The University of Iowa College of Public Health (CPH) is part of a major research university and serves as a comprehensive public health resource for the state of Iowa, the Midwest region, and the nation. The college, founded in 1999, offers undergraduate degrees and advanced training leading to master’s and doctoral degrees as well as combined degree options.
The College of Public Health takes pride in its multidisciplinary, collaborative approach to addressing public health challenges and training the next generation of public health leaders, educators, and researchers. Learn more about the history, mission and strategic plan of the college.
The College of Public Health enrolls over 400 students across all its departments. Degree programs include graduate level (master’s and doctoral programs) and as of fall 2016, a new public health bachelor’s degree program (BA and BS options). In addition, a combined undergraduate-to-graduate program provides opportunities for students interested in health sciences to earn both their bachelor’s and master’s degrees in five years, rather than the usual six years. Read more about CPH degree programs.

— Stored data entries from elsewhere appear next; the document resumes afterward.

//! Which path lowers an instance, as a pure function of its tag and the run's mode.

use tessel_config::LoweringMode;
use tessel_netlist::InstanceType;

/// How one instance is lowered.
#[derive(Clone, Copy, PartialEq, Eq, Debug)]
pub enum Route {
    /// Handled the same way in both modes: constants, buffers, memory ports
    /// and verification primitives.
    Special,
    /// Lowered by the table of the selected mode.
    Table,
    /// An operator without a cell lowering; its structural expansion is
    /// imported as a sub-circuit after a warning.
    OperatorFallback,
    /// A primitive without a lowering; fatal unless keep-going is enabled.
    PrimitiveFallback,
    /// An opaque cell referencing another sub-circuit.
    Hierarchy,
}

/// Returns `true` for tags lowered outside the per-mode tables.
pub fn is_special(kind: InstanceType) -> bool {
    use InstanceType::*;
    matches!(
        kind,
        Pwr | Gnd
            | X
            | Z
            | Buf
            | ReadPort
            | WritePort
            | ClockedWritePort
            | SvaPosedge
            | SvaAt
            | SvaImmediateAssert
            | SvaAssert
            | SvaImmediateAssume
            | SvaAssume
            | SvaImmediateCover
            | SvaCover
    )
}

/// Returns `true` if the gate-level table lowers `kind`.
pub fn gate_table_covers(kind: InstanceType) -> bool {
    use InstanceType::*;
    match kind {
        And | Nand | Or | Nor | Xor | Xnor | Inv | Mux | Tri | FullAdder | DffRs => true,
        Buf | DlatchRs | Pwr | Gnd | X | Z | Pullup | Pulldown | SvaPosedge | SvaAt
        | SvaImmediateAssert | SvaAssert | SvaImmediateAssume | SvaAssume | SvaImmediateCover
        | SvaCover | Adder | Multiplier | Divider | Modulo | Remainder | ShiftLeft | ShiftRight
        | Decoder | EnabledDecoder | ReduceAnd | ReduceOr | ReduceXor | ReduceXnor | LessThan
        | WideAnd | WideOr | WideXor | WideXnor | WideBuf | WideInv | Minus | UnaryMinus
        | Equal | NotEqual | WideMux | WideTri | WideDffRs | ReadPort | WritePort
        | ClockedWritePort | Selector | WideSelector | PrioritySelector | Power | User => false,
    }
}

/// Returns `true` if the cell-level table lowers `kind`.
pub fn cell_table_covers(kind: InstanceType) -> bool {
    use InstanceType::*;
    match kind {
        And | Nand | Or | Nor | Xor | Xnor | Inv | Mux | Tri | FullAdder | DffRs | DlatchRs
        | Adder | Multiplier | Divider | Modulo | Remainder | ShiftLeft | ShiftRight | Decoder
        | EnabledDecoder | ReduceAnd | ReduceOr | ReduceXor | ReduceXnor | LessThan | WideAnd
        | WideOr | WideXor | WideXnor | WideBuf | WideInv | Minus | UnaryMinus | Equal
        | NotEqual | WideMux | WideTri | WideDffRs => true,
        Buf | Pwr | Gnd | X | Z | Pullup | Pulldown | SvaPosedge | SvaAt | SvaImmediateAssert
        | SvaAssert | SvaImmediateAssume | SvaAssume | SvaImmediateCover | SvaCover | ReadPort
        | WritePort | ClockedWritePort | Selector | WideSelector | PrioritySelector | Power
        | User => false,
    }
}

/// Routes an instance of type `kind` under `mode`.
pub fn dispatch(kind: InstanceType, mode: LoweringMode) -> Route {
    if is_special(kind) {
        return Route::Special;
    }
    let covered = match mode {
        LoweringMode::Cells => cell_table_covers(kind),
        LoweringMode::Gates => gate_table_covers(kind),
    };
    if covered {
        Route::Table
    } else if kind.is_primitive() {
        Route::PrimitiveFallback
    } else if kind.is_operator() && mode == LoweringMode::Cells {
        Route::OperatorFallback
    } else {
        Route::Hierarchy
    }
}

The College of Public Health, with more than 25 interdisciplinary centers, fosters a vibrant, multidisciplinary research program. A special emphasis is given to rural public health issues, including agricultural safety and health, environmental health, occupational health, zoonotic infectious disease, health and aging, community-based nutrition and childhood obesity prevention, health communication, and organization of health care in rural settings.
Outreach and Service
CPH faculty, staff, and students provide critical public health outreach to each of Iowa’s 99 counties. Learn more about the College’s role in strengthening communities through innovative education, research, and public health practice programs here.
What is public health?
Public health is the science of protecting and improving the health of communities.
Professionals in this field use specialized knowledge and skills to better understand the root causes of diseases and injuries and, whenever possible, develop strategies to prevent them. Public health promotes healthy lifestyles to combat cancer, diabetes, and obesity; develops vaccines to stop the spread of infectious diseases; ensures the safety of the food supply, as well as new drugs and medical technologies; implements programs that protect workers’ health; and shapes policies that ensure quality health care.
It is a collaborative, diverse field that attracts people who want to improve human health by applying skills from areas such as behavioral and social science, environmental science, math and statistics, laboratory science, and policy development.